図15(d)に示すように、インプリント材3zを硬化させた後、型4zと基板1zを引き離すと、基板1z上にインプリント材3zの硬化物のパターンが形成される。この硬化物のパターンは、型の凹部が硬化物の凸部に、型の凹部が硬化物の凸部に対応した形状になっており、即ち、インプリント材3zに型4zの凹凸パターンが転写されたことになる。
図15(e)に示すように、硬化物のパターンを耐エッチングマスクとしてエッチングを行うと、被加工材2zの表面のうち、硬化物が無いか或いは薄く残存した部分が除去され、溝5zとなる。なお、当該エッチングとは異種のエッチングにより当該残存した部分を予め除去しておくのも好ましい。図15(f)に示すように、硬化物のパターンを除去すると、被加工材2zの表面に溝5zが形成された物品を得ることができる。ここでは硬化物のパターンを除去したが、加工後も除去せずに、例えば、半導体素子等に含まれる層間絶縁用の膜、つまり、物品の構成部材として利用してもよい。
1 インプリント装置
2 光照射系
6 撮像部
7 制御部
8 型
10 基板
52 照射領域

Claims (12)

  1. 型を用いて基板上にインプリント材のパターンを形成するインプリント装置であって、前記型のメサ部を前記インプリント材に接触させた状態での前記メサ部の端を含み、前記メサ部を囲む周辺領域に対して、前記インプリント材の粘性を増加させるための照射光を照射する光学系と、
    前記型のメサ部を前記基板上のインプリント材に接触させた状態で、前記周辺領域のうちの前記メサ部の中心からの距離が互いに異なる複数の領域に対する前記照射光の照射のタイミングが互いに異なるように前記光学系を制御する制御部と、を有することを特徴とするインプリント装置。
  2. 前記型と前記インプリント材とが接触する状態を撮像する撮像部を有し、
    前記撮像部の撮像結果から求まる前記インプリント材が前記周辺領域の複数の領域のそれぞれに到達する時間に応じて前記照射光の照射を開始する時間を変えることを特徴とする請求項1に記載のインプリント装置。
  3. 前記メサ部の中心と前記周辺領域の複数の領域のそれぞれまでの距離が短い順に前記照射光を照射することを特徴とする請求項1に記載のインプリント装置。
  4. 前記メサ部の中心から前記周辺領域の複数の領域のそれぞれに向かって移動するインプリント材に対して、前記照射光の照射を開始する時間を変えることを特徴とする請求項1に記載のインプリント装置。
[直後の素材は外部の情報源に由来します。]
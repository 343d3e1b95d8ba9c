// self
use crate::{_prelude::*, obs::FlowKind};

/// Type alias that resolves to an instrumented future when tracing is enabled.
#[cfg(feature = "tracing")]
pub type InstrumentedFlow<F> = tracing::instrument::Instrumented<F>;
/// Passthrough future type when tracing is disabled.
#[cfg(not(feature = "tracing"))]
pub type InstrumentedFlow<F> = F;

/// A span builder used by handshake flows.
#[derive(Clone, Debug)]
pub struct FlowSpan {
	#[cfg(feature = "tracing")]
	span: tracing::Span,
}
impl FlowSpan {
	/// Creates a new span tagged with the provided flow kind + stage.
	pub fn new(kind: FlowKind, stage: &'static str) -> Self {
		#[cfg(feature = "tracing")]
		{
			let span = tracing::info_span!("gcip_iap_relay.flow", flow = kind.as_str(), stage);

			Self { span }
		}
		#[cfg(not(feature = "tracing"))]
		{
			let _ = (kind, stage);

			Self {}
		}
	}

	/// Enters the span for synchronous sections.
	pub fn entered(self) -> FlowSpanGuard {
		#[cfg(feature = "tracing")]
		{
			FlowSpanGuard { guard: self.span.entered() }
		}
		#[cfg(not(feature = "tracing"))]
		{
			let _ = self;

			FlowSpanGuard {}
		}
	}

	/// Instruments an async block without holding a guard across `.await` points.
	pub fn instrument<Fut>(&self, fut: Fut) -> InstrumentedFlow<Fut>
	where
		Fut: Future,
	{
		#[cfg(feature = "tracing")]
		{
			use tracing::Instrument;

			fut.instrument(self.span.clone())
		}
		#[cfg(not(feature = "tracing"))]
		{
			fut
		}
	}
}

/// RAII guard returned by [`FlowSpan::entered`].
pub struct FlowSpanGuard {
	#[cfg(feature = "tracing")]
	#[allow(dead_code)]
	guard: tracing::span::EnteredSpan,
}
impl Debug for FlowSpanGuard {
	fn fmt(&self, f: &mut Formatter) -> FmtResult {
		f.write_str("FlowSpanGuard(..)")
	}
}

#[cfg(test)]
mod tests {
	// self
	use super::*;

	#[test]
	fn flow_span_noop_without_tracing() {
		let _guard = FlowSpan::new(FlowKind::SignIn, "test").entered();
		// Compile-time smoke test ensures the guard exists even when tracing is disabled.
	}

	#[cfg(feature = "tracing")]
	#[tokio::test]
	async fn instrument_wraps_future() {
		let span = FlowSpan::new(FlowKind::SignOutMulti, "instrument_wraps_future");
		let value = span.instrument(async { 42 }).await;

		assert_eq!(value, 42);
	}
}
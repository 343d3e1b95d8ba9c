//! Sign-out flows: single-tenant and all-tenants.

// self
use crate::{
	_prelude::*,
	auth::{ApiKey, TenantId},
	backend::ProjectConfig,
	flows::{FlowConclusion, Orchestrator, with_progress},
	http::HttpTransport,
	protocol::RedirectDirective,
};

impl<C> Orchestrator<C>
where
	C: ?Sized + HttpTransport,
{
	/// Signs out the single tenant named in the URL, then redirects.
	///
	/// The completion hook is never invoked here; it belongs to the multi-tenant flow
	/// only.
	pub(crate) async fn run_sign_out_single(
		&self,
		api_key: &ApiKey,
		tenant: &TenantId,
		continuation: Option<&str>,
	) -> Result<FlowConclusion> {
		let project =
			with_progress(&self.handler, self.progress_delay, self.project_config()).await?;
		let sentinel = project.top_level_sentinel();
		// The sentinel names the project-level session, not a real tenant.
		let target =
			if sentinel.as_deref() == Some(tenant.as_ref()) { None } else { Some(tenant) };
		let session = self.handler.provider_session(api_key, target).await?;

		with_progress(&self.handler, self.progress_delay, session.sign_out()).await?;

		self.sign_out_conclusion(&project, continuation)
	}

	/// Signs out every tenant currently holding a session, strictly sequentially, then
	/// runs the completion hook (when present) and redirects.
	pub(crate) async fn run_sign_out_multi(
		&self,
		api_key: &ApiKey,
		continuation: Option<&str>,
	) -> Result<FlowConclusion> {
		let project =
			with_progress(&self.handler, self.progress_delay, self.project_config()).await?;
		let ui_config =
			with_progress(&self.handler, self.progress_delay, self.ui_config()).await?;
		let sentinel = project.top_level_sentinel();
		let candidates = self.tenant_candidates(&ui_config, api_key);

		// Sequential on purpose: provider sessions share per-tenant storage, so
		// concurrent sign-outs would race it.
		for candidate in &candidates {
			let target = if sentinel.as_deref() == Some(candidate.tenant_id.as_ref()) {
				None
			} else {
				Some(&candidate.tenant_id)
			};
			let session = self.handler.provider_session(api_key, target).await?;

			if session.current_credential().is_some() {
				with_progress(&self.handler, self.progress_delay, session.sign_out()).await?;
			}
		}

		if let Some(completion) = self.handler.sign_out_complete() {
			completion.await?;
		}

		self.sign_out_conclusion(&project, continuation)
	}

	/// Redirects to the continuation's original resource when one decodes, otherwise
	/// the flow completes in place.
	fn sign_out_conclusion(
		&self,
		project: &ProjectConfig,
		continuation: Option<&str>,
	) -> Result<FlowConclusion> {
		let Some(decoded) = super::sign_in::decode_continuation(continuation) else {
			return Ok(FlowConclusion::Completed);
		};
		let directive = RedirectDirective::navigate(decoded.original_uri);

		self.authorize_redirect(project, &directive)?;

		Ok(FlowConclusion::Redirect(directive))
	}
}
//! Backend HTTP surface consumed by the handshake.
//!
//! Every endpoint is declared once as a [`RequestDescriptor`] (path names are part of
//! the compatibility contract) and exposed as a typed operation. The configuration and
//! admin endpoints live on the hosting origin; the session exchange endpoints are
//! templated with `{version}`/`{apiKey}` placeholders and POST form-encoded bodies.

// self
use crate::{
	_prelude::*,
	auth::{ApiKey, Credential, ProjectId, SessionExchangeResult},
	descriptor::{CallParams, RequestDescriptor},
	http::{FORM_CONTENT_TYPE, HttpMethod, HttpReply, HttpTransport},
};

/// Protocol version substituted into templated endpoints.
pub const API_VERSION: &str = "v1";
/// Default per-request timeout applied to every backend call.
pub const DEFAULT_TIMEOUT: StdDuration = StdDuration::from_secs(30);

/// Project-level identity configuration fetched from `/gcipConfig`.
///
/// Identical for the whole page lifetime; the orchestrator caches it for the process
/// lifetime (a full-page reload invalidates it).
#[derive(Clone, Debug, PartialEq, Eq, Serialize, Deserialize)]
#[serde(rename_all = "camelCase")]
pub struct ProjectConfig {
	/// Identity project identifier.
	pub project_id: ProjectId,
	/// Numeric project identifier, when the backend exposes it.
	#[serde(default)]
	pub project_number: Option<String>,
	/// Browser API key for the project.
	pub api_key: ApiKey,
	/// Domain hosting the centralized sign-in UI.
	pub auth_domain: String,
	/// Domains redirects are allowed to target.
	#[serde(default)]
	pub authorized_domains: Vec<String>,
}
impl ProjectConfig {
	/// The synthetic tenant id denoting the top-level project ("agent") flow.
	///
	/// A handler resolving this sentinel during tenant selection means "no tenant".
	pub fn top_level_sentinel(&self) -> Option<String> {
		self.project_number.as_ref().map(|number| format!("_{number}"))
	}

	/// Whether redirects may target the URL's host.
	///
	/// A host is authorized when it equals an authorized domain or is a subdomain of
	/// one.
	pub fn authorizes(&self, url: &Url) -> bool {
		let Some(host) = url.host_str() else {
			return false;
		};

		self.authorized_domains
			.iter()
			.any(|domain| host == domain || host.ends_with(&format!(".{domain}")))
	}
}

/// Per-tenant UI configuration advertised by `/config`.
#[derive(Clone, Debug, Default, PartialEq, Eq, Serialize, Deserialize)]
#[serde(rename_all = "camelCase")]
pub struct TenantUiConfig {
	/// Display name for selection UIs.
	#[serde(default)]
	pub display_name: Option<String>,
	/// Identity providers enabled for the tenant.
	#[serde(default)]
	pub provider_ids: Vec<String>,
}

/// Per-apiKey UI configuration advertised by `/config`.
#[derive(Clone, Debug, Default, PartialEq, Eq, Serialize, Deserialize)]
#[serde(rename_all = "camelCase")]
pub struct ApiKeyUiConfig {
	/// Sign-in UI domain override, when configured.
	#[serde(default)]
	pub auth_domain: Option<String>,
	/// Tenant map keyed by tenant id (the top-level sentinel included).
	#[serde(default)]
	pub tenants: BTreeMap<String, TenantUiConfig>,
}

/// The full per-apiKey UI/tenant configuration map served by `/config`.
#[derive(Clone, Debug, Default, PartialEq, Eq, Serialize, Deserialize)]
pub struct UiConfig(pub BTreeMap<String, ApiKeyUiConfig>);
impl UiConfig {
	/// Configuration block for one API key, when present.
	pub fn for_api_key(&self, api_key: &ApiKey) -> Option<&ApiKeyUiConfig> {
		self.0.get(api_key.as_ref())
	}
}

/// Reply of the templated credential refresh endpoint.
#[derive(Clone, Debug, Deserialize)]
#[serde(rename_all = "camelCase")]
struct RefreshReply {
	id_token: String,
	#[serde(default)]
	refresh_token: Option<String>,
}

/// Declared backend endpoints bound to a hosting origin.
#[derive(Clone, Debug)]
pub struct BackendRoutes {
	gcip_config: RequestDescriptor,
	ui_config: RequestDescriptor,
	get_admin_config: RequestDescriptor,
	set_admin_config: RequestDescriptor,
	session_exchange: RequestDescriptor,
	session_refresh: RequestDescriptor,
}
impl BackendRoutes {
	/// Declares every endpoint against the hosting origin.
	///
	/// `exchange_origin` overrides where the templated session endpoints live;
	/// it defaults to the hosting origin.
	pub fn new(origin: &Url, exchange_origin: Option<&Url>) -> Self {
		let base = trimmed(origin);
		let exchange_base = exchange_origin.map(trimmed).unwrap_or_else(|| base.clone());
		let gcip_config = RequestDescriptor::new(HttpMethod::Get, format!("{base}/gcipConfig"))
			.with_timeout(DEFAULT_TIMEOUT)
			.with_response_validator(|reply| require_field(reply, "projectId"));
		let ui_config = RequestDescriptor::new(HttpMethod::Get, format!("{base}/config"))
			.with_timeout(DEFAULT_TIMEOUT)
			.with_response_validator(require_object);
		let get_admin_config =
			RequestDescriptor::new(HttpMethod::Get, format!("{base}/get_admin_config"))
				.with_timeout(DEFAULT_TIMEOUT)
				.with_response_validator(require_object);
		let set_admin_config =
			RequestDescriptor::new(HttpMethod::Post, format!("{base}/set_admin_config"))
				.with_timeout(DEFAULT_TIMEOUT)
				.with_request_validator(|config| match &config.data {
					Some(JsonValue::Object(_)) => Ok(()),
					_ => Err(TypedError::invalid_argument(
						"Admin configuration must be a plain object.",
					)),
				});
		let session_exchange = RequestDescriptor::new(
			HttpMethod::Post,
			format!("{exchange_base}/{{version}}/token:exchange?key={{apiKey}}"),
		)
		.with_header("Content-Type", FORM_CONTENT_TYPE)
		.with_timeout(DEFAULT_TIMEOUT)
		.with_response_validator(|reply| require_field(reply, "targetUrl"));
		let session_refresh = RequestDescriptor::new(
			HttpMethod::Post,
			format!("{exchange_base}/{{version}}/token?key={{apiKey}}"),
		)
		.with_header("Content-Type", FORM_CONTENT_TYPE)
		.with_data(serde_json::json!({"grant_type": "refresh_token"}))
		.with_timeout(DEFAULT_TIMEOUT)
		.with_response_validator(|reply| require_field(reply, "idToken"));

		Self {
			gcip_config,
			ui_config,
			get_admin_config,
			set_admin_config,
			session_exchange,
			session_refresh,
		}
	}

	/// Fetches the project-level identity configuration.
	pub async fn gcip_config(
		&self,
		transport: &(impl HttpTransport + ?Sized),
	) -> Result<ProjectConfig> {
		let reply = self.gcip_config.process(transport, CallParams::new()).await?;

		parse_reply(&reply, "project configuration")
	}

	/// Fetches the per-apiKey UI/tenant configuration map.
	pub async fn ui_config(&self, transport: &(impl HttpTransport + ?Sized)) -> Result<UiConfig> {
		let reply = self.ui_config.process(transport, CallParams::new()).await?;

		parse_reply(&reply, "UI configuration")
	}

	/// Retrieves the raw admin configuration for the admin editor.
	pub async fn admin_config(
		&self,
		transport: &(impl HttpTransport + ?Sized),
	) -> Result<JsonValue> {
		let reply = self.get_admin_config.process(transport, CallParams::new()).await?;

		reply.data.ok_or_else(|| {
			TypedError::new(ErrorCode::Internal)
				.with_message("Admin configuration reply carried no data.")
		})
	}

	/// Replaces the admin configuration.
	pub async fn set_admin_config(
		&self,
		transport: &(impl HttpTransport + ?Sized),
		config: &JsonValue,
	) -> Result<()> {
		self.set_admin_config
			.process(transport, CallParams::new().with_data(config.clone()))
			.await
			.map(|_| ())
	}

	/// Exchanges a signed-in credential for a proxy session.
	pub async fn exchange_session(
		&self,
		transport: &(impl HttpTransport + ?Sized),
		api_key: &ApiKey,
		credential: &Credential,
		continuation: Option<&str>,
	) -> Result<SessionExchangeResult> {
		let mut data = serde_json::json!({"id_token": credential.id_token.expose()});

		if let (Some(token), Some(map)) = (continuation, data.as_object_mut()) {
			map.insert("state".into(), JsonValue::String(token.to_owned()));
		}

		let params = CallParams::new()
			.with_url_param("version", API_VERSION)
			.with_url_param("apiKey", api_key.as_ref())
			.with_data(data);
		let reply = self.session_exchange.process(transport, params).await?;

		parse_reply(&reply, "session exchange result")
	}

	/// Refreshes a credential using its refresh artifact.
	pub async fn refresh_credential(
		&self,
		transport: &(impl HttpTransport + ?Sized),
		api_key: &ApiKey,
		refresh_token: &str,
	) -> Result<Credential> {
		let params = CallParams::new()
			.with_url_param("version", API_VERSION)
			.with_url_param("apiKey", api_key.as_ref())
			.with_data(serde_json::json!({"refresh_token": refresh_token}));
		let reply = self.session_refresh.process(transport, params).await?;
		let parsed: RefreshReply = parse_reply(&reply, "credential refresh result")?;
		let mut credential = Credential::new(parsed.id_token);

		if let Some(refresh) = parsed.refresh_token {
			credential = credential.with_refresh_token(refresh);
		}

		Ok(credential)
	}
}

fn trimmed(origin: &Url) -> String {
	origin.as_str().trim_end_matches('/').to_owned()
}

fn require_object(reply: &HttpReply) -> Result<()> {
	match &reply.data {
		Some(JsonValue::Object(_)) => Ok(()),
		_ => Err(TypedError::new(ErrorCode::Internal)
			.with_message("Backend reply is not a JSON object.")),
	}
}

fn require_field(reply: &HttpReply, field: &str) -> Result<()> {
	require_object(reply)?;

	if reply.data.as_ref().is_some_and(|data| data.get(field).is_some()) {
		Ok(())
	} else {
		Err(TypedError::new(ErrorCode::Internal)
			.with_message(format!("Backend reply is missing {field}.")))
	}
}

fn parse_reply<T>(reply: &HttpReply, what: &str) -> Result<T>
where
	T: serde::de::DeserializeOwned,
{
	let mut deserializer = serde_json::Deserializer::from_str(&reply.text);

	serde_path_to_error::deserialize(&mut deserializer).map_err(|err| {
		TypedError::new(ErrorCode::Internal)
			.with_message(format!("Backend returned a malformed {what}."))
			.with_reason(err)
	})
}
  5. 前記制御部は、前記周辺領域のうち前記型のメサ部のコーナーを含む領域が、前記周辺領域の他の領域よりも前記照射光の照射のタイミングが遅くなるように前記光学系を制御することを特徴とする請求項1に記載のインプリント装置。
  6. 前記インプリント材が前記周辺領域の複数の領域のそれぞれに到達する前に、前記照射光の照射を開始することを特徴とする請求項1乃至4の何れか1項に記載のインプリント装置。
  7. 前記光学系は、前記照射光の照射を開始する時間を変える光変調素子を有することを特徴とする請求項1乃至5の何れか1項に記載のインプリント装置。
  8. 型を用いて基板上にインプリント材のパターンを形成するインプリント装置であって、前記型のメサ部を前記インプリント材に接触させた状態の前記メサ部の端を含み前記メサ部を囲む周辺領域に対して、前記インプリント材の粘性を増加させるための照射光を照射する光学系と、
    前記型のメサ部を前記基板上のインプリント材に接触させた状態で、前記インプリント材が前記周辺領域のうちの前記メサ部の側面に到達する時間が互いに異なる複数の領域に対する前記照射光の照射量が互いに異なるように前記光学系を制御する制御部と、を有することを特徴とするインプリント装置。
  9. 前記制御部は、前記周辺領域の複数の領域のそれぞれに向かって移動するインプリント材が前記周辺領域の複数の領域のそれぞれに到達する時間に応じて前記照射光の照射時間を変えることを特徴とする請求項1乃至6の何れか1項に記載のインプリント装置。
  10. 型を用いて基板上にインプリント材のパターンを形成するインプリント装置であって、前記基板上にインプリント材を供給する供給部と、
    前記基板上のインプリント材の粘性を増加させるための照射光をインプリント材に照射する光学系と、
    前記型を前記基板上のインプリント材に接触させた状態で、型のメサ部の端を含み、前記メサ部を囲む周辺領域に対して、前記照射光を照射するように前記光学系を制御する制御部と、を有し、
    前記制御部は、前記供給部が前記基板上に対して前記インプリント材を供給する位置に応じて、前記周辺領域の中の複数の領域に対する前記照射光の照射順を決める、ことを特徴とするインプリント装置。
  11. 型を用いて基板上にインプリント材のパターンを形成するインプリント装置であって、前記基板上のインプリント材の粘性を上げる硬化部と、
    前記型を前記基板上のインプリント材に接触させた状態で、型のメサ部の端を含み、前記メサ部を囲む周辺領域のインプリント材の粘性を上げるように、前記硬化部を制御する制御部と、を有し、
    前記制御部は、前記型を前記基板上のインプリント材に接触させた状態で、前記インプリント材が前記周辺領域の複数の領域のそれぞれに到達する時間に応じて、前記周辺領域の中の複数の領域に供給されたインプリント材の粘性を上げる順番を決める、ことを特徴とするインプリント装置。
  12. 請求項1乃至11の何れか1項に記載のインプリント装置を用いて、基板上にパターンを形成する工程と、
    パターンが形成された基板を加工する工程と、を有し、
    加工された基板から物品を製造することを特徴とする物品の製造方法。